The third match, against Canterbury, saw Bula hit a career highest score – in a high-scoring match, 1224 runs were hit in three days, and Bula made 183 of those, split over two innings. Fiji were set a target of 354 to win after Canterbury had amassed 421/9d and 209/8d in their two innings, and Bula hit 120 as Fiji set about chasing that target – however, three wickets from Jack Booker set them back, and they lost by 36 runs. A loss against Otago followed, where Bula made insignificant scores, before a full-strength Auckland team were defeated by 115 runs in a good come-back – Fiji had trailed by 52 runs on first innings after Auckland declared on 181 for 8, but Bula and Harry Apted added 135 for the second wicket as Fiji posted 351/7. Set 300 to win, Auckland were bowled out by Fenn (6–94) and Isoa Logavatu (4–46).

==Second New Zealand tour==
Fiji returned for four games in the New Zealand summer of 1954, but only won one. The first game, against Otago, went down to the wire as Otago eked out a two-wicket win despite a second-innings five-for from Fenn, but it was a personal disappointment for Bula, who only managed 5 and 26 in his two innings. Then came the one-hour century against Canterbury with eight sixes and five fours, as Fiji plundered 344 from 65.3 overs in the second innings to set Canterbury a challenging 217 – which they managed for the loss of eight wickets.

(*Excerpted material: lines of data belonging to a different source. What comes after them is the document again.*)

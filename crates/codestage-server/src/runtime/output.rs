//! Capacity-bounded call output.

use std::fmt;
use std::str::FromStr;

use codestage_common::protocol::error::{CodestageError, Result};
use serde::{Deserialize, Serialize};

/// What to do when a call produces more bytes than the caller's capacity.
#[derive(Debug, Clone, Copy, Default, PartialEq, Eq, Serialize, Deserialize)]
#[serde(rename_all = "lowercase")]
pub enum OverflowPolicy {
    /// Deliver the first `capacity` bytes and report success.
    #[default]
    Truncate,
    /// Discard the output and report an `overflow` error.
    Reject,
}

impl fmt::Display for OverflowPolicy {
    fn fmt(&self, f: &mut fmt::Formatter<'_>) -> fmt::Result {
        match self {
            OverflowPolicy::Truncate => f.write_str("truncate"),
            OverflowPolicy::Reject => f.write_str("reject"),
        }
    }
}

impl FromStr for OverflowPolicy {
    type Err = String;

    fn from_str(s: &str) -> std::result::Result<Self, Self::Err> {
        match s.to_ascii_lowercase().as_str() {
            "truncate" => Ok(OverflowPolicy::Truncate),
            "reject" => Ok(OverflowPolicy::Reject),
            other => Err(format!(
                "unknown overflow policy '{}' (expected 'truncate' or 'reject')",
                other
            )),
        }
    }
}

/// Result of a successful call.
#[derive(Debug, Clone, PartialEq, Eq)]
pub struct CallOutcome {
    /// Bytes delivered to the caller, never longer than the capacity.
    pub payload: Vec<u8>,
    /// Bytes encoded before output stopped. Once the capacity is exceeded
    /// encoding stops, so for truncated calls this is a lower bound.
    pub produced: usize,
    pub truncated: bool,
}

/// Output sink that keeps at most `capacity` bytes.
///
/// Writers must check [`is_full`](Self::is_full) and stop producing once it
/// returns true; under [`OverflowPolicy::Reject`] the overflowing write
/// itself fails.
#[derive(Debug)]
pub struct OutputBuffer {
    capacity: usize,
    policy: OverflowPolicy,
    bytes: Vec<u8>,
    produced: usize,
}

impl OutputBuffer {
    pub fn new(capacity: usize, policy: OverflowPolicy) -> Self {
        Self {
            capacity,
            policy,
            bytes: Vec::new(),
            produced: 0,
        }
    }

    /// Appends `data`, keeping only what fits.
    ///
    /// # Errors
    ///
    /// `OutputOverflow` if the output no longer fits and the policy is
    /// [`OverflowPolicy::Reject`].
    pub fn write(&mut self, data: &[u8]) -> Result<()> {
        let kept = data.len().min(self.remaining());
        self.bytes.extend_from_slice(&data[..kept]);
        self.produced = self.produced.saturating_add(data.len());

        if self.is_full() && self.policy == OverflowPolicy::Reject {
            return Err(CodestageError::OutputOverflow {
                capacity: self.capacity,
            });
        }
        Ok(())
    }

    pub fn capacity(&self) -> usize {
        self.capacity
    }

    /// Bytes that can still be stored.
    pub fn remaining(&self) -> usize {
        self.capacity - self.bytes.len()
    }

    /// Whether more output was produced than fits. Nothing written after
    /// this point can reach the caller.
    pub fn is_full(&self) -> bool {
        self.produced > self.capacity
    }

    /// Closes the buffer, applying the overflow policy once more for writers
    /// that ignored a failed write.
    pub fn finish(self) -> Result<CallOutcome> {
        let truncated = self.is_full();
        if truncated && self.policy == OverflowPolicy::Reject {
            return Err(CodestageError::OutputOverflow {
                capacity: self.capacity,
            });
        }

        Ok(CallOutcome {
            payload: self.bytes,
            produced: self.produced,
            truncated,
        })
    }
}
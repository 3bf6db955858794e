use codestage_common::protocol::error::{CodestageError, Result};
use codestage_common::protocol::{CallRequest, Command, Response};
use codestage_common::transport::{write_command, ResponseReader};
use serde_json::Value;
use tokio::net::tcp::{OwnedReadHalf, OwnedWriteHalf};
use tokio::net::TcpStream;

/// Codestage client
///
/// Holds a single connection for its whole lifetime. Staged and committed
/// programs belong to that connection, so a client that reconnects starts
/// over with nothing staged.
///
/// # Example
///
/// ```no_run
/// use codestage_client::CodestageClient;
///
/// # async fn example() -> codestage_common::Result<()> {
/// let mut client = CodestageClient::connect("127.0.0.1:4000").await?;
/// client.parse(b"function hello() { return 'Hello, world!'; }").await?;
/// client.commit().await?;
/// let output = client.call("hello", 4096).await?;
/// assert_eq!(output, b"Hello, world!");
/// client.quit().await?;
/// # Ok(())
/// # }
/// ```
pub struct CodestageClient {
    addr: String,
    reader: ResponseReader<OwnedReadHalf>,
    writer: OwnedWriteHalf,
}

impl CodestageClient {
    /// Connects to a Codestage server.
    pub async fn connect(addr: impl Into<String>) -> Result<Self> {
        let addr = addr.into();
        let stream = TcpStream::connect(&addr)
            .await
            .map_err(|e| CodestageError::Connection(format!("Failed to connect to {}: {}", addr, e)))?;
        stream
            .set_nodelay(true)
            .map_err(|e| CodestageError::Connection(format!("Failed to set TCP_NODELAY: {}", e)))?;

        tracing::debug!("Connected to {}", addr);

        let (read_half, writer) = stream.into_split();
        Ok(Self {
            addr,
            reader: ResponseReader::new(read_half),
            writer,
        })
    }

    /// Address this client was connected to.
    pub fn addr(&self) -> &str {
        &self.addr
    }

    /// Sends one command and waits for its reply.
    ///
    /// Error replies are returned as `Ok(Response)`; only transport failures
    /// are errors here.
    pub async fn send(&mut self, command: &Command) -> Result<Response> {
        tracing::trace!("Sending {}", command.name());
        write_command(&mut self.writer, command).await?;
        self.reader.read_response().await
    }

    /// Stages program text on the server.
    pub async fn parse(&mut self, source: impl Into<Vec<u8>>) -> Result<()> {
        self.request(&Command::Parse {
            source: source.into(),
        })
        .await
        .map(drop)
    }

    /// Makes the staged program the active one.
    pub async fn commit(&mut self) -> Result<()> {
        self.request(&Command::Commit).await.map(drop)
    }

    /// Stages and commits in one step.
    pub async fn load(&mut self, source: impl Into<Vec<u8>>) -> Result<()> {
        self.parse(source).await?;
        self.commit().await
    }

    /// Calls a function of the active program without arguments.
    pub async fn call(&mut self, function: impl Into<String>, capacity: usize) -> Result<Vec<u8>> {
        self.request(&Command::Call(CallRequest::new(function, capacity)))
            .await
    }

    /// Calls a function of the active program with a JSON argument.
    pub async fn call_with_args(
        &mut self,
        function: impl Into<String>,
        capacity: usize,
        args: Value,
    ) -> Result<Vec<u8>> {
        self.request(&Command::Call(CallRequest::new(function, capacity).with_args(args)))
            .await
    }

    /// Fetches the source text of the staged program.
    pub async fn dump(&mut self) -> Result<Vec<u8>> {
        self.request(&Command::Dump).await
    }

    /// Ends the session and closes the connection.
    pub async fn quit(mut self) -> Result<()> {
        self.request(&Command::Quit).await.map(drop)
    }

    async fn request(&mut self, command: &Command) -> Result<Vec<u8>> {
        self.send(command).await?.into_result()
    }
}
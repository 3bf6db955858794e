//! JavaScript bindings for Codestage
//!
//! This module provides the native Rust functions that are exposed to programs
//! running in Boa.
//!
//! # JavaScript API
//!
//! The following function is registered on the `codestage` global:
//!
//! - `codestage.export(name, function)` - Make a function callable under `name`
//!
//! Programs may also declare plain global functions (`function f() {}` or
//! `var f = function () {}`), which become callable under their own name.
//! Lexical bindings (`let`, `const`, `class`) are not properties of the
//! global object and must be exported explicitly.

use boa_engine::{
    js_string,
    native_function::NativeFunction,
    object::{FunctionObjectBuilder, JsObject},
    property::Attribute,
    value::JsValue,
    Context, JsNativeError, JsString,
};
use codestage_common::protocol::error::{CodestageError, Result};

/// Name of the global object carrying the bindings.
pub(crate) const GLOBAL_NAME: &str = "codestage";

/// Whether `name` can be invoked through `CALL <name> <capacity>`.
///
/// Names travel as a single whitespace-delimited token, so they must be
/// non-empty and free of whitespace and control characters.
pub fn is_valid_function_name(name: &str) -> bool {
    !name.is_empty() && !name.chars().any(|c| c.is_whitespace() || c.is_control())
}

/// Install the `codestage` global into the Boa context.
///
/// Returns the export registry: a plain object mapping exported names to
/// function objects. The registry is only reachable through the `export`
/// closure, so programs cannot tamper with it directly.
pub(crate) fn install_codestage_bindings(ctx: &mut Context) -> Result<JsObject> {
    let codestage_object = JsObject::with_object_proto(ctx.intrinsics());
    let registry = JsObject::with_null_proto();

    let export_fn = FunctionObjectBuilder::new(
        ctx.realm(),
        NativeFunction::from_copy_closure_with_captures(
            |_this, args: &[JsValue], registry: &JsObject, context| {
                let name = args
                    .first()
                    .and_then(|v| v.as_string())
                    .map(|s| s.to_std_string_escaped())
                    .ok_or_else(|| {
                        JsNativeError::typ().with_message("First argument must be a string")
                    })?;

                if !is_valid_function_name(&name) {
                    return Err(JsNativeError::typ()
                        .with_message(format!("Invalid export name '{}'", name))
                        .into());
                }

                let func = args
                    .get(1)
                    .and_then(|v| v.as_object())
                    .filter(|o| o.is_callable())
                    .ok_or_else(|| {
                        JsNativeError::typ().with_message("Second argument must be a function")
                    })?;

                registry.set(JsString::from(name.as_str()), func.clone(), true, context)?;

                Ok(JsValue::undefined())
            },
            registry.clone(),
        ),
    )
    .name(js_string!("export"))
    .length(2)
    .build();

    codestage_object
        .set(js_string!("export"), export_fn, false, ctx)
        .map_err(|e| CodestageError::Execution(e.to_string()))?;

    // Non-writable and non-configurable, so a program cannot swap the global out.
    ctx.register_global_property(js_string!(GLOBAL_NAME), codestage_object, Attribute::empty())
        .map_err(|e| CodestageError::Execution(format!("Failed to register codestage global: {}", e)))?;

    Ok(registry)
}

#[cfg(test)]
mod tests {
    use super::*;
    use boa_engine::Source;

    #[test]
    fn test_function_name_rules() {
        assert!(is_valid_function_name("hello"));
        assert!(is_valid_function_name("math.add"));
        assert!(is_valid_function_name("π"));

        assert!(!is_valid_function_name(""));
        assert!(!is_valid_function_name("two words"));
        assert!(!is_valid_function_name("tab\there"));
        assert!(!is_valid_function_name("nul\0"));
    }

    #[test]
    fn test_export_stores_function_in_registry() {
        let mut ctx = Context::default();
        let registry = install_codestage_bindings(&mut ctx).unwrap();

        ctx.eval(Source::from_bytes("codestage.export('hi', function () { return 1; });"))
            .unwrap();

        let stored = registry.get(js_string!("hi"), &mut ctx).unwrap();
        assert!(stored.as_object().is_some_and(|o| o.is_callable()));
    }

    #[test]
    fn test_export_rejects_non_functions() {
        let mut ctx = Context::default();
        install_codestage_bindings(&mut ctx).unwrap();

        let result = ctx.eval(Source::from_bytes("codestage.export('x', 42);"));
        assert!(result.is_err());
    }

    #[test]
    fn test_export_rejects_names_with_whitespace() {
        let mut ctx = Context::default();
        install_codestage_bindings(&mut ctx).unwrap();

        let result = ctx.eval(Source::from_bytes("codestage.export('a b', function () {});"));
        assert!(result.is_err());
    }

    #[test]
    fn test_global_cannot_be_replaced() {
        let mut ctx = Context::default();
        install_codestage_bindings(&mut ctx).unwrap();

        let result = ctx
            .eval(Source::from_bytes("'use strict'; codestage = {};"))
            .map(|_| ());
        assert!(result.is_err());
    }
}
use tokio::io::{AsyncBufReadExt, AsyncRead, AsyncReadExt, AsyncWrite, AsyncWriteExt, BufReader};

use crate::protocol::error::{CodestageError, Result};
use crate::protocol::{Command, CommandLine, Response, Status};

/// Default maximum length of a command line, terminator excluded (64 KiB)
pub const DEFAULT_MAX_LINE_BYTES: usize = 64 * 1024;

/// Default maximum declared PARSE payload (16 MB)
pub const DEFAULT_MAX_PAYLOAD_BYTES: usize = 16 * 1024 * 1024;

/// Status lines are tiny; anything longer is not a codestage server.
const MAX_STATUS_LINE_BYTES: usize = 64;

/// Bounds applied while decoding commands.
///
/// Both limits are checked before any memory is committed to the offending
/// line or payload, so a hostile peer cannot make the server allocate more
/// than these sizes per connection.
#[derive(Debug, Clone, Copy, PartialEq, Eq)]
pub struct FrameLimits {
    pub max_line_bytes: usize,
    pub max_payload_bytes: usize,
}

impl Default for FrameLimits {
    fn default() -> Self {
        Self {
            max_line_bytes: DEFAULT_MAX_LINE_BYTES,
            max_payload_bytes: DEFAULT_MAX_PAYLOAD_BYTES,
        }
    }
}

/// Decodes commands from the server's side of a connection.
///
/// Each call to [`read_command`](Self::read_command) yields one complete
/// command (line plus payload) no matter how the bytes were split across
/// transport reads. Any error it returns leaves the stream position
/// undefined; callers must stop reading afterwards.
///
/// # Example
///
/// ```
/// use codestage_common::protocol::Command;
/// use codestage_common::transport::{CommandReader, FrameLimits};
///
/// # #[tokio::main]
/// # async fn main() -> codestage_common::Result<()> {
/// let wire: &[u8] = b"PARSE 3\nabcCOMMIT\n";
/// let mut reader = CommandReader::new(wire, FrameLimits::default());
///
/// assert_eq!(reader.read_command().await?, Some(Command::Parse { source: b"abc".to_vec() }));
/// assert_eq!(reader.read_command().await?, Some(Command::Commit));
/// assert_eq!(reader.read_command().await?, None);
/// # Ok(())
/// # }
/// ```
pub struct CommandReader<R> {
    inner: BufReader<R>,
    limits: FrameLimits,
    line: Vec<u8>,
}

impl<R: AsyncRead + Unpin> CommandReader<R> {
    pub fn new(reader: R, limits: FrameLimits) -> Self {
        Self {
            inner: BufReader::new(reader),
            limits,
            line: Vec::new(),
        }
    }

    /// Reads the next command.
    ///
    /// Returns `Ok(None)` when the peer closed the stream exactly at a command
    /// boundary.
    ///
    /// # Errors
    ///
    /// - `LineTooLong` / `IncompleteLine` / `MalformedCommand` /
    ///   `UnknownCommand` for a bad command line
    /// - `PayloadTooLarge` if the declared payload exceeds the limit; no
    ///   payload byte is read in that case
    /// - `PayloadTruncated` if the stream ends before the declared payload
    pub async fn read_command(&mut self) -> Result<Option<Command>> {
        let line = match read_line(&mut self.inner, &mut self.line, self.limits.max_line_bytes).await? {
            Some(line) => line,
            None => return Ok(None),
        };

        let line = std::str::from_utf8(line).map_err(|_| {
            CodestageError::MalformedCommand("command line is not valid UTF-8".into())
        })?;
        let header = CommandLine::parse(line)?;

        let len = header.payload_len();
        if len > self.limits.max_payload_bytes {
            return Err(CodestageError::PayloadTooLarge {
                declared: len,
                max: self.limits.max_payload_bytes,
            });
        }

        let payload = read_payload(&mut self.inner, len).await?;
        Ok(Some(header.with_payload(payload)))
    }
}

/// Decodes responses on the client's side of a connection.
pub struct ResponseReader<R> {
    inner: BufReader<R>,
    line: Vec<u8>,
}

impl<R: AsyncRead + Unpin> ResponseReader<R> {
    pub fn new(reader: R) -> Self {
        Self {
            inner: BufReader::new(reader),
            line: Vec::new(),
        }
    }

    /// Reads the next response, payload included.
    ///
    /// # Errors
    ///
    /// - `Connection` if the server closed the stream before a status line
    /// - `InvalidResponse` for a malformed status line
    /// - `PayloadTruncated` if the stream ends inside the payload
    pub async fn read_response(&mut self) -> Result<Response> {
        let line = read_line(&mut self.inner, &mut self.line, MAX_STATUS_LINE_BYTES)
            .await?
            .ok_or_else(|| CodestageError::Connection("connection closed by server".into()))?;

        let line = std::str::from_utf8(line)
            .map_err(|_| CodestageError::InvalidResponse("status line is not valid UTF-8".into()))?;
        let (status, len): (Status, usize) = Response::parse_status_line(line)?;

        let payload = read_payload(&mut self.inner, len).await?;
        Ok(Response { status, payload })
    }
}

/// Writes a response as one buffer and flushes it.
pub async fn write_response<W: AsyncWrite + Unpin>(writer: &mut W, response: &Response) -> Result<()> {
    write_frame(writer, &response.encode(), "writing response").await
}

/// Writes a command (line and payload) and flushes it.
pub async fn write_command<W: AsyncWrite + Unpin>(writer: &mut W, command: &Command) -> Result<()> {
    write_frame(writer, &command.encode()?, "writing command").await
}

async fn write_frame<W: AsyncWrite + Unpin>(writer: &mut W, frame: &[u8], context: &str) -> Result<()> {
    writer
        .write_all(frame)
        .await
        .map_err(|e| map_io_error(e, context))?;
    writer
        .flush()
        .await
        .map_err(|e| map_io_error(e, context))?;
    Ok(())
}

/// Reads one `\n`-terminated line of at most `max` bytes into `buf`.
///
/// The terminator and an optional preceding `\r` are stripped. `Ok(None)`
/// means end of stream before any byte of the line.
async fn read_line<'a, R: AsyncRead + Unpin>(
    reader: &mut BufReader<R>,
    buf: &'a mut Vec<u8>,
    max: usize,
) -> Result<Option<&'a [u8]>> {
    buf.clear();

    // One byte of slack for the terminator itself.
    let limit = max.saturating_add(1) as u64;
    let n = (&mut *reader)
        .take(limit)
        .read_until(b'\n', buf)
        .await
        .map_err(|e| map_io_error(e, "reading command line"))?;

    if n == 0 {
        return Ok(None);
    }

    if buf.last() != Some(&b'\n') {
        return if buf.len() > max {
            Err(CodestageError::LineTooLong { max })
        } else {
            Err(CodestageError::IncompleteLine)
        };
    }

    buf.pop();
    if buf.last() == Some(&b'\r') {
        buf.pop();
    }

    Ok(Some(buf.as_slice()))
}

/// Reads exactly `len` bytes, however many reads it takes.
async fn read_payload<R: AsyncRead + Unpin>(reader: &mut R, len: usize) -> Result<Vec<u8>> {
    let mut payload = vec![0u8; len];
    let mut received = 0;

    while received < len {
        let n = reader
            .read(&mut payload[received..])
            .await
            .map_err(|e| map_io_error(e, "reading payload"))?;
        if n == 0 {
            return Err(CodestageError::PayloadTruncated {
                expected: len,
                received,
            });
        }
        received += n;
    }

    Ok(payload)
}

/// Map IO errors to appropriate CodestageError variants
///
/// Resets and aborts become `Connection` errors with the failing step as
/// context; everything else is kept as `Io`.
fn map_io_error(err: std::io::Error, context: &str) -> CodestageError {
    match err.kind() {
        std::io::ErrorKind::ConnectionReset
        | std::io::ErrorKind::ConnectionAborted
        | std::io::ErrorKind::BrokenPipe
        | std::io::ErrorKind::NotConnected => {
            CodestageError::Connection(format!("{}: connection lost", context))
        }
        _ => CodestageError::Io(err),
    }
}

This was Bula's last century, and indeed his last score above 30 – as he was pushed down the order to No. 6 against Wellington, he made 23 and 26, but Wellington still forced a 117-run win, before Bula rounded off his first-class career with a seven-wicket win over Auckland – in a match that was shortened from three days to one due to rain. However, a two-innings game was still played, as the first three innings were all declared closed. Fiji were set 79 to win in a relatively short time, but after falling to 51 for 3 Bula hit 23 not out to guide Fiji to their fourth – and so far last – first class victory.

==Personal life==
Bula came from the chiefly village Tubou, Lakeba, in the Lau Islands and was the great great-grand nephew of the Tongan prince and conqueror, Enele Ma'afu. He worked as a clerk in the Native Lands Commission in Fiji.

In September 2005, it was announced that Bula would be posthumously inducted into the Fiji Sports Hall of Fame. The Fiji Times have also noted that Bula is deceased.